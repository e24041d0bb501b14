//! stepdeck - Present slide decks in the terminal, one reveal at a time.

use std::fs::{File, OpenOptions};
use std::io::IsTerminal;
use std::path::Path;
use std::process::ExitCode;
use std::sync::Mutex;

use clap::Parser;
use tracing_subscriber::fmt::writer::BoxMakeWriter;
use tracing_subscriber::{EnvFilter, fmt, prelude::*};

use stepdeck::Result;
use stepdeck::app::AppContext;
use stepdeck::cli::output::{emit_json, robot_error_structured};
use stepdeck::cli::{Cli, LogDestination, OutputFormat};

fn main() -> ExitCode {
    let cli = Cli::parse();
    init_tracing(&cli);

    match run(&cli) {
        Ok(()) => ExitCode::SUCCESS,
        Err(e) => {
            tracing::debug!(code = %e.code(), "command failed");
            if machine_output(&cli) {
                // Machine mode: structured JSON error on stdout
                if emit_json(&robot_error_structured(&e)).is_err() {
                    eprintln!("Error: {e}");
                }
            } else {
                eprintln!("Error: {e}");
                let suggestion = e.to_structured().suggestion;
                if !cli.quiet && !suggestion.is_empty() {
                    eprintln!("Hint: {suggestion}");
                }
            }
            ExitCode::FAILURE
        }
    }
}

fn run(cli: &Cli) -> Result<()> {
    let ctx = AppContext::from_cli(cli)?;
    stepdeck::cli::commands::run(&ctx, &cli.command)
}

/// Whether errors should be reported as JSON.
///
/// Only the command line is consulted: the config file may be the thing
/// that failed to load.
fn machine_output(cli: &Cli) -> bool {
    cli.requested_output_format() == Some(OutputFormat::Json)
}

fn init_tracing(cli: &Cli) {
    if cli.quiet {
        return;
    }

    let filter = match cli.verbose {
        0 => "warn,stepdeck=info",
        1 => "info,stepdeck=debug",
        2 => "debug,stepdeck=trace",
        _ => "trace",
    };

    let env_filter = EnvFilter::try_from_default_env().unwrap_or_else(|_| EnvFilter::new(filter));

    let destination =
        cli.log_destination(std::io::stderr().is_terminal(), dirs::cache_dir().as_deref());
    let ansi = destination == LogDestination::Stderr;
    let writer = match destination {
        LogDestination::Stderr => BoxMakeWriter::new(std::io::stderr),
        LogDestination::File(path) => match open_log_file(&path) {
            Some(file) => BoxMakeWriter::new(Mutex::new(file)),
            None => BoxMakeWriter::new(std::io::sink),
        },
        LogDestination::Discard => BoxMakeWriter::new(std::io::sink),
    };

    if machine_output(cli) {
        // JSON logging for machine mode
        tracing_subscriber::registry()
            .with(env_filter)
            .with(fmt::layer().json().with_writer(writer))
            .init();
    } else {
        // Human-readable logging
        tracing_subscriber::registry()
            .with(env_filter)
            .with(fmt::layer().with_target(false).with_ansi(ansi).with_writer(writer))
            .init();
    }
}

fn open_log_file(path: &Path) -> Option<File> {
    if let Some(parent) = path.parent() {
        std::fs::create_dir_all(parent).ok()?;
    }
    OpenOptions::new().create(true).append(true).open(path).ok()
}
//! Deck, slide and reveal-unit data model.
//!
//! A [`Deck`] is authored content: it is built once (usually by the loader
//! from a deck file) and never mutated afterwards. Navigation lives entirely
//! in [`super::engine::PresentationEngine`].

use serde::{Deserialize, Serialize};

use crate::error::{DeckError, Result};

// =============================================================================
// CONTENT
// =============================================================================

/// One piece of slide content.
///
/// The engine never looks inside a fragment; only renderers do.
#[derive(Debug, Clone, PartialEq, Eq, Serialize, Deserialize)]
#[serde(tag = "kind", rename_all = "snake_case")]
pub enum Fragment {
    Heading {
        text: String,
        #[serde(default = "default_heading_level")]
        level: u8,
    },
    Text {
        text: String,
    },
    Code {
        source: String,
        #[serde(default, skip_serializing_if = "Option::is_none")]
        lang: Option<String>,
    },
    Image {
        src: String,
        #[serde(default, skip_serializing_if = "Option::is_none")]
        alt: Option<String>,
    },
    Video {
        src: String,
    },
    Link {
        href: String,
        #[serde(default, skip_serializing_if = "Option::is_none")]
        text: Option<String>,
    },
}

const fn default_heading_level() -> u8 {
    1
}

impl Fragment {
    /// Convenience constructor for a plain text fragment.
    pub fn text(text: impl Into<String>) -> Self {
        Self::Text { text: text.into() }
    }

    /// Convenience constructor for a level-1 heading.
    pub fn heading(text: impl Into<String>) -> Self {
        Self::Heading {
            text: text.into(),
            level: 1,
        }
    }

    /// Serialized `kind` tag of this fragment.
    #[must_use]
    pub const fn kind(&self) -> &'static str {
        match self {
            Self::Heading { .. } => "heading",
            Self::Text { .. } => "text",
            Self::Code { .. } => "code",
            Self::Image { .. } => "image",
            Self::Video { .. } => "video",
            Self::Link { .. } => "link",
        }
    }

    /// Short single-line label, used by outlines and overviews.
    #[must_use]
    pub fn summary(&self) -> String {
        match self {
            Self::Heading { text, .. } | Self::Text { text } => {
                text.lines().next().unwrap_or_default().trim().to_string()
            }
            Self::Code { lang, .. } => match lang {
                Some(lang) => format!("<{lang} code>"),
                None => "<code>".to_string(),
            },
            Self::Image { src, alt } => alt.clone().unwrap_or_else(|| format!("<image {src}>")),
            Self::Video { src } => format!("<video {src}>"),
            Self::Link { href, text } => text.clone().unwrap_or_else(|| href.clone()),
        }
    }

    fn validate(&self) -> std::result::Result<(), String> {
        match self {
            Self::Heading { level, .. } if !(1..=6).contains(level) => {
                Err(format!("heading level {level} outside 1-6"))
            }
            Self::Image { src, .. } | Self::Video { src } if src.trim().is_empty() => {
                Err(format!("{} fragment has an empty src", self.kind()))
            }
            Self::Link { href, .. } if href.trim().is_empty() => {
                Err("link fragment has an empty href".to_string())
            }
            _ => Ok(()),
        }
    }
}

/// A fragment that becomes visible on one reveal step.
#[derive(Debug, Clone, PartialEq, Eq, Serialize)]
pub struct RevealUnit {
    ordinal: usize,
    content: Fragment,
}

impl RevealUnit {
    /// Position of this unit within its slide, starting at 0.
    #[must_use]
    pub const fn ordinal(&self) -> usize {
        self.ordinal
    }

    #[must_use]
    pub const fn content(&self) -> &Fragment {
        &self.content
    }
}

// =============================================================================
// SLIDE
// =============================================================================

/// One screen of content.
///
/// `content` is always visible; `reveal` units appear one per step.
/// Transition and background identifiers are opaque to the engine.
#[derive(Debug, Clone, PartialEq, Eq, Serialize)]
pub struct Slide {
    content: Vec<Fragment>,
    reveal: Vec<RevealUnit>,
    transition: Vec<String>,
    background: Option<String>,
}

impl Slide {
    /// Build a slide, assigning reveal ordinals in authoring order.
    #[must_use]
    pub fn new(content: Vec<Fragment>, reveal: Vec<Fragment>) -> Self {
        let reveal = reveal
            .into_iter()
            .enumerate()
            .map(|(ordinal, content)| RevealUnit { ordinal, content })
            .collect();
        Self {
            content,
            reveal,
            transition: Vec::new(),
            background: None,
        }
    }

    #[must_use]
    pub fn with_transition<I, S>(mut self, transition: I) -> Self
    where
        I: IntoIterator<Item = S>,
        S: Into<String>,
    {
        self.transition = transition.into_iter().map(Into::into).collect();
        self
    }

    #[must_use]
    pub fn with_background(mut self, background: impl Into<String>) -> Self {
        self.background = Some(background.into());
        self
    }

    /// Content shown regardless of the reveal step.
    #[must_use]
    pub fn content(&self) -> &[Fragment] {
        &self.content
    }

    #[must_use]
    pub fn reveal_units(&self) -> &[RevealUnit] {
        &self.reveal
    }

    #[must_use]
    pub fn reveal_unit_count(&self) -> usize {
        self.reveal.len()
    }

    #[must_use]
    pub fn transition(&self) -> &[String] {
        &self.transition
    }

    #[must_use]
    pub fn background(&self) -> Option<&str> {
        self.background.as_deref()
    }

    /// Best label for this slide: the first heading, else the first text.
    #[must_use]
    pub fn title(&self) -> Option<String> {
        let all = || {
            self.content
                .iter()
                .chain(self.reveal.iter().map(RevealUnit::content))
        };
        all()
            .find(|f| matches!(f, Fragment::Heading { .. }))
            .or_else(|| all().next())
            .map(Fragment::summary)
    }

    fn validate(&self, index: usize) -> Result<()> {
        let fragments = self
            .content
            .iter()
            .chain(self.reveal.iter().map(RevealUnit::content));
        for fragment in fragments {
            fragment
                .validate()
                .map_err(|reason| DeckError::InvalidDeck(format!("slide {}: {reason}", index + 1)))?;
        }
        Ok(())
    }
}

// =============================================================================
// DECK
// =============================================================================

/// How a renderer should indicate progress through the deck.
#[derive(Debug, Clone, Copy, PartialEq, Eq, Default, Serialize, Deserialize)]
#[serde(rename_all = "lowercase")]
pub enum ProgressStyle {
    #[default]
    Bar,
    Number,
    None,
}

impl ProgressStyle {
    /// Parse from a config or CLI string.
    #[must_use]
    pub fn parse(value: &str) -> Option<Self> {
        match value.to_lowercase().as_str() {
            "bar" => Some(Self::Bar),
            "number" | "numbers" => Some(Self::Number),
            "none" | "off" => Some(Self::None),
            _ => None,
        }
    }

    #[must_use]
    pub const fn name(&self) -> &'static str {
        match self {
            Self::Bar => "bar",
            Self::Number => "number",
            Self::None => "none",
        }
    }
}

/// Deck-level presentation settings.
#[derive(Debug, Clone, PartialEq, Eq, Serialize)]
pub struct DeckMeta {
    pub title: Option<String>,
    /// Applied to slides that do not name their own transition.
    pub transition: Vec<String>,
    pub transition_duration_ms: u64,
    pub progress: ProgressStyle,
}

impl Default for DeckMeta {
    fn default() -> Self {
        Self {
            title: None,
            transition: Vec::new(),
            transition_duration_ms: 500,
            progress: ProgressStyle::Bar,
        }
    }
}

/// An ordered, non-empty, immutable sequence of slides.
#[derive(Debug, Clone, PartialEq, Eq, Serialize)]
pub struct Deck {
    meta: DeckMeta,
    slides: Vec<Slide>,
}

impl Deck {
    /// Build a deck with default metadata.
    pub fn new(slides: Vec<Slide>) -> Result<Self> {
        Self::with_meta(DeckMeta::default(), slides)
    }

    /// Build a deck, filling in the deck-level default transition on slides
    /// that have none.
    pub fn with_meta(meta: DeckMeta, mut slides: Vec<Slide>) -> Result<Self> {
        if slides.is_empty() {
            return Err(DeckError::EmptyDeck);
        }
        for (index, slide) in slides.iter_mut().enumerate() {
            slide.validate(index)?;
            if slide.transition.is_empty() {
                slide.transition.clone_from(&meta.transition);
            }
        }
        Ok(Self { meta, slides })
    }

    #[must_use]
    pub const fn meta(&self) -> &DeckMeta {
        &self.meta
    }

    #[must_use]
    pub fn slides(&self) -> &[Slide] {
        &self.slides
    }

    /// Slide at `index`, if any.
    #[must_use]
    pub fn slide(&self, index: usize) -> Option<&Slide> {
        self.slides.get(index)
    }

    /// Number of slides; never zero.
    #[must_use]
    pub fn len(&self) -> usize {
        self.slides.len()
    }

    /// Always false; kept for API symmetry with `len`.
    #[must_use]
    pub fn is_empty(&self) -> bool {
        self.slides.is_empty()
    }

    /// Sum of reveal units over all slides.
    #[must_use]
    pub fn total_reveal_units(&self) -> usize {
        self.slides.iter().map(Slide::reveal_unit_count).sum()
    }

    /// Number of reachable navigation states: one per slide plus one per
    /// reveal unit.
    #[must_use]
    pub fn total_states(&self) -> usize {
        self.len() + self.total_reveal_units()
    }
}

(THE TASK) For the string "value", find every line of the material that contains it, and copy each one.

(SOLUTION TO THIS EXERCISE)
    pub fn parse(value: &str) -> Option<Self> {
        match value.to_lowercase().as_str() {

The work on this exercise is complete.